Jobs' Health Message Makes Little Sense, Experts Say - nreece
http://blog.wired.com/wiredscience/2009/01/stevejobshealth.html
======
jodrellblank
Steve Jobs is rich and smart and gets things done. When he says he makes
something his number one priority, that means he's doing something serious
about it. When he sees a doctor, it's not going to be the same sort of doctor
who does liposuction with a trowel in a warehouse. When he has tests, they
wont be a $2.50 chemistry set.

He will see real experts. They will expertly advise him. Professionals will
say things like the two people at the end of the linked article - "I have no
knowledge of his condition and will not comment" and "Asked whether armchair
diagnoses are reasonable or productive, Skarulis replied, 'Unfortunately, no'"

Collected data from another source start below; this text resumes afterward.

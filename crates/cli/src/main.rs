// FILE: crates/cli/src/main.rs

use anyhow::{Context, Result};
use clap::{Arg, ArgAction, ArgGroup, ArgMatches, Command};
use std::path::PathBuf;
use tripwire_config::{apply_env_overrides, Config, ConfigManager, ConfigResult};
use tripwire_store::{database_exists, DatabaseConfig, SqliteStore};

mod commands;

fn build_cli() -> Command {
    Command::new("tripwire")
        .version(env!("CARGO_PKG_VERSION"))
        .about("Inspect and manage shared circuit breaker state")
        .arg(
            Arg::new("database")
                .short('d')
                .long("database")
                .value_name("PATH")
                .help("Path to the circuit database (overrides TRIPWIRE_DATABASE and the config file)")
                .global(true),
        )
        .arg(
            Arg::new("config-dir")
                .long("config-dir")
                .value_name("DIR")
                .help("Directory holding config.toml (defaults to the per-user config directory)")
                .global(true),
        )
        .subcommand(Command::new("init").about("Create the circuit database and apply migrations"))
        .subcommand(
            Command::new("status")
                .about("Show the state of one circuit")
                .arg(Arg::new("namespace").required(true).value_name("NAMESPACE").help("Circuit namespace")),
        )
        .subcommand(Command::new("list").about("List every circuit in the database"))
        .subcommand(
            Command::new("reset")
                .about("Reset a circuit's failure counter to zero")
                .arg(Arg::new("namespace").required(true).value_name("NAMESPACE").help("Circuit namespace"))
                .arg(
                    Arg::new("purge")
                        .long("purge")
                        .help("Delete the record entirely, clearing the close time")
                        .action(ArgAction::SetTrue),
                ),
        )
        .subcommand(
            Command::new("config")
                .about("Print the effective configuration, or manage the config file")
                .arg(
                    Arg::new("init")
                        .long("init")
                        .help("Write a default config file if none exists")
                        .action(ArgAction::SetTrue),
                )
                .arg(
                    Arg::new("reset")
                        .long("reset")
                        .help("Overwrite the config file with defaults, keeping a .backup")
                        .action(ArgAction::SetTrue),
                )
                .arg(
                    Arg::new("check")
                        .long("check")
                        .help("Validate the config file and exit non-zero if it is invalid")
                        .action(ArgAction::SetTrue),
                )
                .group(ArgGroup::new("action").args(["init", "reset", "check"])),
        )
}

fn config_manager(matches: &ArgMatches) -> ConfigResult<ConfigManager> {
    match matches.get_one::<String>("config-dir") {
        Some(dir) => Ok(ConfigManager::with_directory(PathBuf::from(dir))),
        None => ConfigManager::new(),
    }
}

/// Loads the config file with env overrides, falling back to defaults
fn load_config(manager: Option<&ConfigManager>) -> Config {
    if let Some(manager) = manager {
        match manager.load_with_env_overrides() {
            Ok(config) => return config,
            Err(e) => log::warn!("Failed to load config: {}, using defaults", e),
        }
    }

    let mut config = Config::default();
    apply_env_overrides(&mut config);
    config
}

/// Flag first, then `TRIPWIRE_DATABASE`, then the config file
fn resolve_database(matches: &ArgMatches, config: &Config) -> String {
    matches
        .get_one::<String>("database")
        .cloned()
        .unwrap_or_else(|| config.store.path.to_string_lossy().to_string())
}

async fn open_store(db_path: &str, config: &Config) -> Result<SqliteStore> {
    let db_config = DatabaseConfig::new(db_path)
        .with_max_connections(config.store.max_connections)
        .with_wal(config.store.enable_wal);

    SqliteStore::open(db_config)
        .await
        .with_context(|| format!("Failed to open circuit database at {}", db_path))
}

#[tokio::main]
async fn main() -> Result<()> {
    env_logger::Builder::from_env(env_logger::Env::default().default_filter_or("info")).init();
    let matches = build_cli().get_matches();

    let manager = config_manager(&matches);
    if let Err(e) = &manager {
        log::warn!("{}", e);
    }

    let mut config = load_config(manager.as_ref().ok());
    let db_path = resolve_database(&matches, &config);
    config.store.path = db_path.clone().into();

    match matches.subcommand() {
        Some(("config", sub_matches)) => {
            let manager = manager.context("Cannot locate the config file")?;
            commands::manage_config(&manager, &config, sub_matches)
        }
        Some((name, sub_matches)) => {
            let existed = database_exists(&db_path);
            let store = open_store(&db_path, &config).await?;

            let result = match name {
                "init" => commands::init_database(&store, &db_path, existed).await,
                "status" => commands::show_status(&store, sub_matches).await,
                "list" => commands::list_circuits(&store).await,
                "reset" => commands::reset_circuit(&store, sub_matches).await,
                other => Err(anyhow::anyhow!("Unknown command: {}", other)),
            };

            store.close().await;
            result
        }
        None => {
            build_cli().print_help()?;
            Ok(())
        }
    }
}

#[cfg(test)]
mod tests {
    use super::*;

    #[test]
    fn test_cli_definition_is_valid() {
        build_cli().debug_assert();
    }

    #[test]
    fn test_database_flag_wins_over_config() {
        let config = Config::default();

        let matches = build_cli().get_matches_from(["tripwire", "--database", "/tmp/a.db", "list"]);
        assert_eq!(resolve_database(&matches, &config), "/tmp/a.db");

        let matches = build_cli().get_matches_from(["tripwire", "list"]);
        assert_eq!(resolve_database(&matches, &config), "tripwire.db");
    }

    #[test]
    fn test_global_flag_after_subcommand() {
        let matches =
            build_cli().get_matches_from(["tripwire", "status", "payments", "-d", "shared.db"]);
        assert_eq!(resolve_database(&matches, &Config::default()), "shared.db");

        let (name, sub) = matches.subcommand().unwrap();
        assert_eq!(name, "status");
        assert_eq!(sub.get_one::<String>("namespace").unwrap(), "payments");
    }

    #[test]
    fn test_config_actions_are_exclusive() {
        let matches =
            build_cli().get_matches_from(["tripwire", "config", "--init", "--config-dir", "/tmp/tw"]);
        let (_, sub) = matches.subcommand().unwrap();
        assert!(sub.get_flag("init"));
        assert_eq!(matches.get_one::<String>("config-dir").unwrap(), "/tmp/tw");

        let result = build_cli().try_get_matches_from(["tripwire", "config", "--init", "--reset"]);
        assert!(result.is_err());
    }

    #[test]
    fn test_config_dir_flag_selects_manager() {
        let matches = build_cli().get_matches_from(["tripwire", "--config-dir", "/tmp/tw", "list"]);
        let manager = config_manager(&matches).unwrap();
        assert_eq!(manager.config_path(), std::path::Path::new("/tmp/tw/config.toml"));
    }

    #[test]
    fn test_unreadable_config_falls_back_to_defaults() {
        let temp_dir = tempfile::TempDir::new().unwrap();
        let manager = ConfigManager::with_directory(temp_dir.path().to_path_buf());
        std::fs::write(manager.config_path(), "[breaker\n").unwrap();

        let config = load_config(Some(&manager));
        assert_eq!(config.breaker.namespace, Config::default().breaker.namespace);
    }
}
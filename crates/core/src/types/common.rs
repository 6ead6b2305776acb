//! Common types shared across domain models

use std::fmt;
use std::time::Duration;

/// Timestamp in milliseconds since Unix epoch
#[derive(Debug, Clone, Copy, PartialEq, Eq, PartialOrd, Ord, Hash)]
pub struct Timestamp(i64);

impl Timestamp {
    /// Creates a timestamp for the current moment
    ///
    /// If system time is somehow before UNIX_EPOCH, falls back to
    /// timestamp 0 instead of panicking.
    pub fn now() -> Self {
        Self(
            std::time::SystemTime::now()
                .duration_since(std::time::UNIX_EPOCH)
                .unwrap_or_else(|_| Duration::from_secs(0))
                .as_millis() as i64,
        )
    }

    /// Creates a timestamp from milliseconds since Unix epoch
    pub fn from_millis(millis: i64) -> Self {
        Self(millis)
    }

    /// Returns the timestamp as milliseconds since Unix epoch
    pub fn as_millis(&self) -> i64 {
        self.0
    }

    /// Returns the timestamp as seconds since Unix epoch
    pub fn as_seconds(&self) -> i64 {
        self.0 / 1000
    }

    /// Returns this timestamp moved forward by `duration`, saturating at the
    /// far end of the range
    pub fn saturating_add(&self, duration: Duration) -> Self {
        let millis = i64::try_from(duration.as_millis()).unwrap_or(i64::MAX);
        Self(self.0.saturating_add(millis))
    }

    /// Returns how long until this timestamp, or zero if it has passed
    pub fn remaining_from(&self, now: Timestamp) -> Duration {
        Duration::from_millis(self.0.saturating_sub(now.0).max(0) as u64)
    }
}

impl fmt::Display for Timestamp {
    fn fmt(&self, f: &mut fmt::Formatter<'_>) -> fmt::Result {
        write!(f, "{}", self.0)
    }
}
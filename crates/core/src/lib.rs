//! Shared domain types for Tripwire
//!
//! This crate holds the types every other crate in the workspace agrees on:
//! the namespace identity of a circuit, the persisted circuit record, the
//! millisecond timestamp used for close times, and the error taxonomy of
//! the state store.

pub mod error;
pub mod types;

// Re-export commonly used types
pub use error::{ErrorSeverity, Result, StoreError};
pub use types::{CircuitRecord, CircuitState, Namespace, Timestamp};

and "agreed with Lustig's assessment of Jobs' statement as _insufficiently
detailed to merit speculation_ "

Real experts will not take a deliberately vague brief announcement to the
general public, with no medical history or test results, and start second
guessing the doctor(s) involved and implicitly accusing the CEO of a very
successful company of telling untruths, and 'real' journalists would not take
this rumourmongering gossipy timewasting wordflood and submit it as news, and
'real' reputable news company editors would not approve it for worldwide
publication under their once good name.